Thus, any point on the line is of the form \(\left( {3 - k,k - 4,6k - 5} \right)\)

This point lies on the plane, \(2x + y + z = 7\)

\[\begin{align} &\Rightarrow 2\left( {3 - k} \right) + \left( {k - 4} \right) + \left( {6k - 5} \right) = 7\\& \Rightarrow 5k - 3 = 7\\ &\Rightarrow k = 2\end{align}\]

Hence, the coordinates of the required point are

\[\begin{align} &\Rightarrow \left( {3 - 2,2 - 4,6 \times 2 - 5} \right)\\ &\Rightarrow \left( {1, - 2,7} \right)\end{align}\]

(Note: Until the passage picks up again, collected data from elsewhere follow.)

//! 테스트용 binlog 이벤트 생성기

use crate::binlog::BinlogParser;
use crate::events::{FormatDescription, LOG_EVENT_MINIMAL_HEADER_LEN};

pub const ROTATE_EVENT: u8 = 4;
pub const QUERY_EVENT: u8 = 2;
pub const FDE_EVENT: u8 = 15;
pub const XID_EVENT: u8 = 16;
pub const HEARTBEAT_EVENT: u8 = 27;

/// FDE post-header 길이 배열 항목 수
pub const FDE_TYPE_COUNT: usize = 40;
/// CRC32가 붙은 FDE 전체 길이
pub const FDE_EVENT_LEN_CRC: usize = LOG_EVENT_MINIMAL_HEADER_LEN + 57 + FDE_TYPE_COUNT + 1 + 4;
pub const XID_EVENT_LEN_CRC: usize = LOG_EVENT_MINIMAL_HEADER_LEN + 8 + 4;

pub const SERVER_ID: u32 = 1;

/// 헤더 + 본문 (+ CRC32) 이벤트
pub fn event(type_code: u8, timestamp: u32, log_pos: u32, body: &[u8], crc: bool) -> Vec<u8> {
    let length = LOG_EVENT_MINIMAL_HEADER_LEN + body.len() + if crc { 4 } else { 0 };
    let mut out = Vec::with_capacity(length);
    out.extend_from_slice(&timestamp.to_le_bytes());
    out.push(type_code);
    out.extend_from_slice(&SERVER_ID.to_le_bytes());
    out.extend_from_slice(&(length as u32).to_le_bytes());
    out.extend_from_slice(&log_pos.to_le_bytes());
    out.extend_from_slice(&0u16.to_le_bytes());
    out.extend_from_slice(body);
    if crc {
        let checksum = crc32fast::hash(&out);
        out.extend_from_slice(&checksum.to_le_bytes());
    }
    out
}

/// 본문을 해석하지 않는 QUERY 이벤트 (log_pos 지정)
pub fn opaque_event(timestamp: u32, log_pos: u32, body_len: usize, crc: bool) -> Vec<u8> {
    let body: Vec<u8> = (0..body_len).map(|i| (i % 251) as u8).collect();
    event(QUERY_EVENT, timestamp, log_pos, &body, crc)
}

/// `start` 위치에서 시작하는 QUERY 이벤트 (log_pos = start + 길이)
pub fn opaque_event_at(timestamp: u32, start: u32, body_len: usize, crc: bool) -> Vec<u8> {
    let length = LOG_EVENT_MINIMAL_HEADER_LEN + body_len + if crc { 4 } else { 0 };
    opaque_event(timestamp, start + length as u32, body_len, crc)
}

pub fn fde_event(timestamp: u32, log_pos: u32, crc: bool) -> Vec<u8> {
    let mut body = Vec::new();
    body.extend_from_slice(&4u16.to_le_bytes());
    let mut version = [0u8; 50];
    version[..6].copy_from_slice(b"8.0.34");
    body.extend_from_slice(&version);
    body.extend_from_slice(&timestamp.to_le_bytes());
    body.push(LOG_EVENT_MINIMAL_HEADER_LEN as u8);
    let mut post_headers = vec![0u8; FDE_TYPE_COUNT];
    post_headers[FDE_EVENT as usize - 1] = (57 + FDE_TYPE_COUNT) as u8;
    post_headers[ROTATE_EVENT as usize - 1] = 8;
    body.extend_from_slice(&post_headers);
    body.push(if crc { 1 } else { 0 });
    event(FDE_EVENT, timestamp, log_pos, &body, crc)
}

/// CRC32 체크섬을 쓰는 포맷 컨텍스트
pub fn crc_context() -> FormatDescription {
    BinlogParser::parse_format_description(&fde_event(1, 125, true))
        .expect("synthetic FDE parses")
}

pub fn rotate_event(timestamp: u32, name: &str, position: u64, log_pos: u32, crc: bool) -> Vec<u8> {
    let mut body = position.to_le_bytes().to_vec();
    body.extend_from_slice(name.as_bytes());
    event(ROTATE_EVENT, timestamp, log_pos, &body, crc)
}

pub fn xid_event(timestamp: u32, xid: u64, log_pos: u32, crc: bool) -> Vec<u8> {
    event(XID_EVENT, timestamp, log_pos, &xid.to_le_bytes(), crc)
}

pub fn heartbeat_event(name: &str, log_pos: u32) -> Vec<u8> {
    event(HEARTBEAT_EVENT, 0, log_pos, name.as_bytes(), false)
}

Chapter 11 Ex.11.ME Question 13

Find the equation of the plane passing through the points \(\left( { - 1,3,2} \right)\) and perpendicular to each of the planes \(x + 2y + 3z = 5\) and \(3x + 3y + z = 0\).

Solution

The equation of the plane passing through the point \(\left( { - 1,3,2} \right)\) is

\[a\left( {x + 1} \right) + b\left( {y - 3} \right) + c\left( {z - 2} \right) = 0\;\;\;\;\;\;\;\;\;\;\; \ldots \left( 1 \right)\]

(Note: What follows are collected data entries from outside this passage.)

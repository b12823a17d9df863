//! Universal Data Feed adapter over a subgraph candle index.
//!
//! Serves the charting library's data feed queries (config, symbol info,
//! symbol resolve, search and history) from two upstream GraphQL indexes:
//! a pair index that feeds a periodically refreshed symbol catalog, and a
//! candle index that supplies OHLC buckets per token pair.

pub mod catalog;
pub mod config;
pub mod error;
pub mod feed;
pub mod graph;
pub mod history;
pub mod models;
pub mod resolution;

pub use error::{Result, UdfError};
pub use feed::Feed;
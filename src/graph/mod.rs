//! Upstream subgraph access.
//!
//! The feed reads from two GraphQL indexes: a pair index listing every
//! tradable token pair and a candle index holding time-bucketed OHLC data.
//! Both are reached through the [`PairSource`] and [`CandleSource`] traits
//! so the catalog and bar fetcher can be driven by in-memory sources.
//!
//! - [`client`] - reqwest-backed GraphQL client implementing both traits
//! - [`query`] - query documents sent to the indexes

pub mod client;
pub mod query;

use async_trait::async_trait;

use crate::Result;
use crate::models::{CandleRecord, PairRecord};

pub use client::GraphClient;

/// Maximum number of candles returned by one upstream call.
pub const CANDLE_PAGE_SIZE: usize = 1000;

/// Source of the pair listing the symbol catalog is built from.
#[async_trait]
pub trait PairSource: Send + Sync {
    /// Fetches every pair currently listed.
    async fn fetch_pairs(&self) -> Result<Vec<PairRecord>>;
}

/// Source of aggregated candles for one token pair.
#[async_trait]
pub trait CandleSource: Send + Sync {
    /// Fetches candles matching `query`, ascending by time, at most
    /// `query.first` of them.
    async fn fetch_candles(&self, query: &CandleQuery) -> Result<Vec<CandleRecord>>;
}

/// Filter for one page of candles.
#[derive(Debug, Clone, PartialEq, Eq)]
pub struct CandleQuery {
    /// Inclusive lower bound on bucket start, unix seconds.
    pub from: i64,
    /// Inclusive upper bound on bucket start, unix seconds.
    pub to: i64,
    /// Exact bucket length in seconds.
    pub period: u64,
    /// Upstream id of the base token.
    pub token0: String,
    /// Upstream id of the quote token.
    pub token1: String,
    /// Page size.
    pub first: usize,
}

where \(a,b,c\) are direction ratios of normal to the plane.

We know that two planes,

\({a_1}x + {b_1}y + {c_1}z + {d_1} = 0\) and \({a_2}x + {b_2}y + {c_2}z + {d_2} = 0\) are perpendicular, if \({a_1}{a_2} + {b_1}{b_2} + {c_1}{c_2} = 0\)

Since, plane (\(1\)) is perpendicular to the plane, \(x + 2y + 3z = 5\)

Therefore,

\[\begin{align} &\Rightarrow a.1 + b.2 + c.3 = 0\\ &\Rightarrow a + 2b + 3c = 0\;\;\;\;\;\;\;\;\;\; \ldots \left( 2 \right)\end{align}\]

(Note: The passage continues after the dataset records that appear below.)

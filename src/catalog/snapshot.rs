//! One immutable view of the symbol catalog.

use std::collections::HashMap;

use crate::models::{PairRecord, SymbolRecord, SymbolSummary};

/// Symbol records in upstream order plus an index keyed by the upper-cased
/// symbol string. Both halves are built from the same fetch and never
/// mutated afterwards.
///
/// Duplicate symbol strings are all kept in [`Snapshot::symbols`]; the
/// index resolves to the last one listed.
#[derive(Debug, Default)]
pub struct Snapshot {
    symbols: Vec<SymbolRecord>,
    index: HashMap<String, usize>,
}

impl Snapshot {
    /// Builds a snapshot from a pair listing.
    pub fn from_pairs(pairs: &[PairRecord], exchange: &str) -> Self {
        Self::from_records(
            pairs
                .iter()
                .map(|pair| SymbolRecord::from_pair(pair, exchange))
                .collect(),
        )
    }

    /// Builds a snapshot from records already in catalog order.
    pub fn from_records(symbols: Vec<SymbolRecord>) -> Self {
        let index = symbols
            .iter()
            .enumerate()
            .map(|(i, record)| (record.symbol.to_uppercase(), i))
            .collect();
        Self { symbols, index }
    }

    /// Number of records, duplicates included.
    pub fn len(&self) -> usize {
        self.symbols.len()
    }

    /// Returns `true` when no symbol is listed.
    pub fn is_empty(&self) -> bool {
        self.symbols.is_empty()
    }

    /// All records in upstream order.
    pub fn symbols(&self) -> &[SymbolRecord] {
        &self.symbols
    }

    /// Membership check on an already normalized symbol.
    pub fn contains(&self, symbol: &str) -> bool {
        self.index.contains_key(symbol)
    }

    /// Exact lookup on an already normalized symbol.
    pub fn get(&self, symbol: &str) -> Option<&SymbolRecord> {
        self.index.get(symbol).map(|&i| &self.symbols[i])
    }

    /// Filters by exact type and exchange (empty filters match everything),
    /// then by case-insensitive containment of `query`, in catalog order.
    ///
    /// A `limit` of zero means no limit.
    pub fn search(
        &self,
        query: &str,
        tpe: Option<&str>,
        exchange: Option<&str>,
        limit: Option<usize>,
    ) -> Vec<SymbolSummary> {
        let needle = query.to_uppercase();
        let tpe = tpe.filter(|t| !t.is_empty());
        let exchange = exchange.filter(|e| !e.is_empty());
        let limit = limit.filter(|&n| n > 0).unwrap_or(usize::MAX);

        self.symbols
            .iter()
            .filter(|s| tpe.is_none_or(|t| s.tpe == t))
            .filter(|s| exchange.is_none_or(|e| s.exchange == e))
            .filter(|s| s.symbol.to_uppercase().contains(&needle))
            .take(limit)
            .map(SymbolRecord::summary)
            .collect()
    }
}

Also, plane (\(1\)) is perpendicular to the plane, \(3x + 3y + z = 0\)

\[\begin{align}& \Rightarrow a.3 + b.3 + c.1 = 0\\ &\Rightarrow 3a + 3b + c = 0\;\;\;\;\;\;\;\;\;\;\; \ldots \left( 3 \right)\end{align}\]

From equation (\(2\)) and (\(3\)), we get

\[\begin{align} &\Rightarrow \frac{a}{{2 \times 1 - 3 \times 3}} = \frac{b}{{3 \times 3 - 1 \times 1}} = \frac{c}{{1 \times 3 - 2 \times 3}}\\ &\Rightarrow \frac{a}{{ - 7}} = \frac{b}{8} = \frac{c}{3} = k{\rm{ }}(say)\\& \Rightarrow a = - 7k,b = 8k,c = - 3k\end{align}\]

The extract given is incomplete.